WHAT THE TASK ASKS: For this exercise, copy each line of the records that contains the word "seconds".

== Segment start ==

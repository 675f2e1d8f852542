//! Remaining-time estimate for the guided earliest-arrival search.
//!
//! The estimate is straight-line distance at a cruising speed plus a flat
//! penalty for stops that share no line with the goal. The penalty makes the
//! estimate inadmissible, so the guided search trades optimality for fewer
//! expansions.

use chrono::Duration;

use crate::domain::Coordinates;
use crate::timetable::StopDirectory;

use super::config::{MIN_CRUISING_SPEED_KMH, SearchConfig};

/// Estimates time-to-goal for a fixed goal stop.
#[derive(Debug)]
pub struct TravelTimeEstimate<'a> {
    directory: &'a StopDirectory,
    goal: &'a str,
    goal_coords: Option<Coordinates>,
    speed_kmh: f64,
    transfer_penalty: Duration,
}

impl<'a> TravelTimeEstimate<'a> {
    pub fn new(directory: &'a StopDirectory, goal: &'a str, config: &SearchConfig) -> Self {
        Self {
            directory,
            goal,
            goal_coords: directory.coordinates(goal),
            speed_kmh: config.cruising_speed_kmh.max(MIN_CRUISING_SPEED_KMH),
            transfer_penalty: config.transfer_penalty(),
        }
    }

    /// Estimated time from `stop` to the goal. Zero at the goal itself.
    ///
    /// Stops without known coordinates contribute no distance term.
    pub fn estimate(&self, stop: &str) -> Duration {
        if stop == self.goal {
            return Duration::zero();
        }

        let travel = match (self.directory.coordinates(stop), self.goal_coords) {
            (Some(here), Some(goal)) => {
                let hours = here.haversine_km(&goal) / self.speed_kmh;
                Duration::seconds((hours * 3600.0) as i64)
            }
            _ => Duration::zero(),
        };

        if self.directory.share_line(stop, self.goal) {
            travel
        } else {
            travel + self.transfer_penalty
        }
    }
}
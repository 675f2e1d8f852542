//! Min-priority queue of search states.
//!
//! States are parked in a slab and the heap only orders `(key, slot)`
//! pairs, so state types need no `Ord` of their own. Equal keys pop in
//! insertion order, which keeps results deterministic.

use std::cmp::Reverse;
use std::collections::BinaryHeap;

pub(crate) struct Frontier<K: Ord, S> {
    heap: BinaryHeap<Reverse<(K, usize)>>,
    slots: Vec<Option<S>>,
}

impl<K: Ord, S> Frontier<K, S> {
    pub fn new() -> Self {
        Self {
            heap: BinaryHeap::new(),
            slots: Vec::new(),
        }
    }

    pub fn push(&mut self, key: K, state: S) {
        let slot = self.slots.len();
        self.slots.push(Some(state));
        self.heap.push(Reverse((key, slot)));
    }

    /// Remove the state with the smallest key.
    pub fn pop(&mut self) -> Option<(K, S)> {
        let Reverse((key, slot)) = self.heap.pop()?;
        let state = self.slots[slot].take()?;
        Some((key, state))
    }

    /// Total number of states ever pushed.
    pub fn pushed(&self) -> usize {
        self.slots.len()
    }
}

#[cfg(test)]
mod tests {
    use super::*;

    #[test]
    fn pops_smallest_first() {
        let mut frontier = Frontier::new();
        frontier.push(3, "c");
        frontier.push(1, "a");
        frontier.push(2, "b");

        assert_eq!(frontier.pop(), Some((1, "a")));
        assert_eq!(frontier.pop(), Some((2, "b")));
        assert_eq!(frontier.pop(), Some((3, "c")));
        assert_eq!(frontier.pop(), None);
        assert_eq!(frontier.pushed(), 3);
    }

    #[test]
    fn ties_pop_in_insertion_order() {
        let mut frontier = Frontier::new();
        frontier.push((1, 5), "first");
        frontier.push((1, 5), "second");
        frontier.push((0, 9), "zeroth");

        assert_eq!(frontier.pop().map(|(_, s)| s), Some("zeroth"));
        assert_eq!(frontier.pop().map(|(_, s)| s), Some("first"));
        assert_eq!(frontier.pop().map(|(_, s)| s), Some("second"));
    }
}
//! Request validation and search dispatch.
//!
//! A [`Planner`] owns the indexes built from one timetable snapshot and
//! routes each [`SearchRequest`] to the right algorithm:
//!
//! | required stops | criterion         | algorithm                                   |
//! |----------------|-------------------|---------------------------------------------|
//! | none           | earliest arrival  | Dijkstra, or guided if `config.guided`      |
//! | none           | fewest transfers  | minimum-transfer search                     |
//! | some           | either            | Tabu Search over the criterion's leg search |

use rand::SeedableRng;
use rand::rngs::StdRng;
use tracing::{debug, info};

use crate::domain::{Connection, Itinerary, TransitTime};
use crate::timetable::{AdjacencyIndex, StopDirectory};

use super::config::{SearchConfig, SequencerVariant};
use super::earliest::{earliest_arrival, earliest_arrival_guided};
use super::heuristic::TravelTimeEstimate;
use super::legs::{ArrivalLegs, LegSearch, TransferLegs};
use super::tabu::WaypointSequencer;
use super::transfers::minimum_transfers;

/// Error from route search.
///
/// Only malformed requests fail; an unreachable goal is a normal
/// [`Itinerary`] carrying a sentinel cost.
#[derive(Debug, Clone, PartialEq, Eq, thiserror::Error)]
pub enum SearchError {
    /// A stop named in the request appears nowhere in the timetable
    #[error("unknown stop: {0}")]
    UnknownStop(String),

    /// Invalid search request
    #[error("invalid search request: {0}")]
    InvalidRequest(String),
}

/// What a search minimises.
#[derive(Debug, Clone, Copy, PartialEq, Eq, Default)]
pub enum Criterion {
    /// Earliest arrival; cost is elapsed seconds from the start time.
    #[default]
    EarliestArrival,
    /// Fewest line changes, then earliest arrival; cost is the change count.
    FewestTransfers,
}

/// Request for route search.
#[derive(Debug, Clone)]
pub struct SearchRequest {
    pub start: String,
    pub goal: String,
    /// Stops the route must visit, in any order.
    pub via: Vec<String>,
    pub depart_at: TransitTime,
    pub criterion: Criterion,
}

impl SearchRequest {
    /// Create a request with no required stops.
    pub fn new(
        start: impl Into<String>,
        goal: impl Into<String>,
        depart_at: TransitTime,
        criterion: Criterion,
    ) -> Self {
        Self {
            start: start.into(),
            goal: goal.into(),
            via: Vec::new(),
            depart_at,
            criterion,
        }
    }

    /// Add required stops.
    pub fn with_via<I, S>(mut self, via: I) -> Self
    where
        I: IntoIterator<Item = S>,
        S: Into<String>,
    {
        self.via.extend(via.into_iter().map(Into::into));
        self
    }

    /// Required stops with duplicates removed, first occurrence kept.
    fn distinct_via(&self) -> Vec<&str> {
        let mut seen = std::collections::HashSet::new();
        self.via
            .iter()
            .map(String::as_str)
            .filter(|stop| seen.insert(*stop))
            .collect()
    }
}

/// Route planner over one timetable snapshot.
pub struct Planner<'a> {
    index: AdjacencyIndex,
    directory: StopDirectory,
    config: &'a SearchConfig,
}

impl<'a> Planner<'a> {
    /// Build the indexes for `connections`.
    pub fn new(connections: &[Connection], config: &'a SearchConfig) -> Self {
        let index = AdjacencyIndex::build(connections);
        let directory = StopDirectory::build(connections);
        debug!(
            stops = directory.len(),
            connections = index.connection_count(),
            "Built planner indexes"
        );
        Self {
            index,
            directory,
            config,
        }
    }

    pub fn index(&self) -> &AdjacencyIndex {
        &self.index
    }

    pub fn directory(&self) -> &StopDirectory {
        &self.directory
    }

    /// Check that every stop named in `request` exists in the timetable.
    pub fn validate(&self, request: &SearchRequest) -> Result<(), SearchError> {
        for stop in [&request.start, &request.goal]
            .into_iter()
            .chain(&request.via)
        {
            if stop.trim().is_empty() {
                return Err(SearchError::InvalidRequest(
                    "stop names must not be empty".to_string(),
                ));
            }
            if !self.directory.contains(stop) {
                return Err(SearchError::UnknownStop(stop.clone()));
            }
        }
        Ok(())
    }

    /// Find a route for `request`.
    pub fn plan(&self, request: &SearchRequest) -> Result<Itinerary, SearchError> {
        self.validate(request)?;

        let via = request.distinct_via();
        info!(
            start = %request.start,
            goal = %request.goal,
            via = via.len(),
            criterion = ?request.criterion,
            depart_at = %request.depart_at,
            "Planning route"
        );

        let itinerary = if via.is_empty() {
            self.direct(request)
        } else {
            match request.criterion {
                Criterion::FewestTransfers => {
                    let legs = TransferLegs::new(&self.index, self.config.wait_quantum());
                    self.sequence(&legs, request, &via)
                }
                Criterion::EarliestArrival if self.config.guided => {
                    let legs = ArrivalLegs::guided(&self.index, &self.directory, self.config);
                    self.sequence(&legs, request, &via)
                }
                Criterion::EarliestArrival => {
                    let legs = ArrivalLegs::plain(&self.index);
                    self.sequence(&legs, request, &via)
                }
            }
        };

        info!(
            found = itinerary.is_found(),
            legs = itinerary.route.len(),
            cost = itinerary.cost,
            "Search complete"
        );
        Ok(itinerary)
    }

    fn direct(&self, request: &SearchRequest) -> Itinerary {
        let (start, goal, at) = (&*request.start, &*request.goal, request.depart_at);
        match request.criterion {
            Criterion::EarliestArrival if self.config.guided => {
                let estimate = TravelTimeEstimate::new(&self.directory, goal, self.config);
                earliest_arrival_guided(&self.index, &estimate, start, goal, at)
            }
            Criterion::EarliestArrival => earliest_arrival(&self.index, start, goal, at),
            Criterion::FewestTransfers => {
                minimum_transfers(&self.index, start, goal, at, self.config.wait_quantum())
            }
        }
    }

    fn sequence<L: LegSearch>(
        &self,
        legs: &L,
        request: &SearchRequest,
        via: &[&str],
    ) -> Itinerary {
        let mut sequencer =
            WaypointSequencer::new(legs, &request.start, &request.goal, request.depart_at);

        match self.config.sequencer {
            SequencerVariant::Aspiration => sequencer.run(via, self.config.max_iterations),
            SequencerVariant::Knox => {
                let mut rng = match self.config.seed {
                    Some(seed) => StdRng::seed_from_u64(seed),
                    None => StdRng::from_entropy(),
                };
                sequencer.run_knox(via, self.config.step_limit, self.config.op_limit, &mut rng)
            }
        }
    }
}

== Segment end ==

SOLUTION TO THE PROBLEM:
                Duration::seconds((hours * 3600.0) as i64)
    /// Earliest arrival; cost is elapsed seconds from the start time.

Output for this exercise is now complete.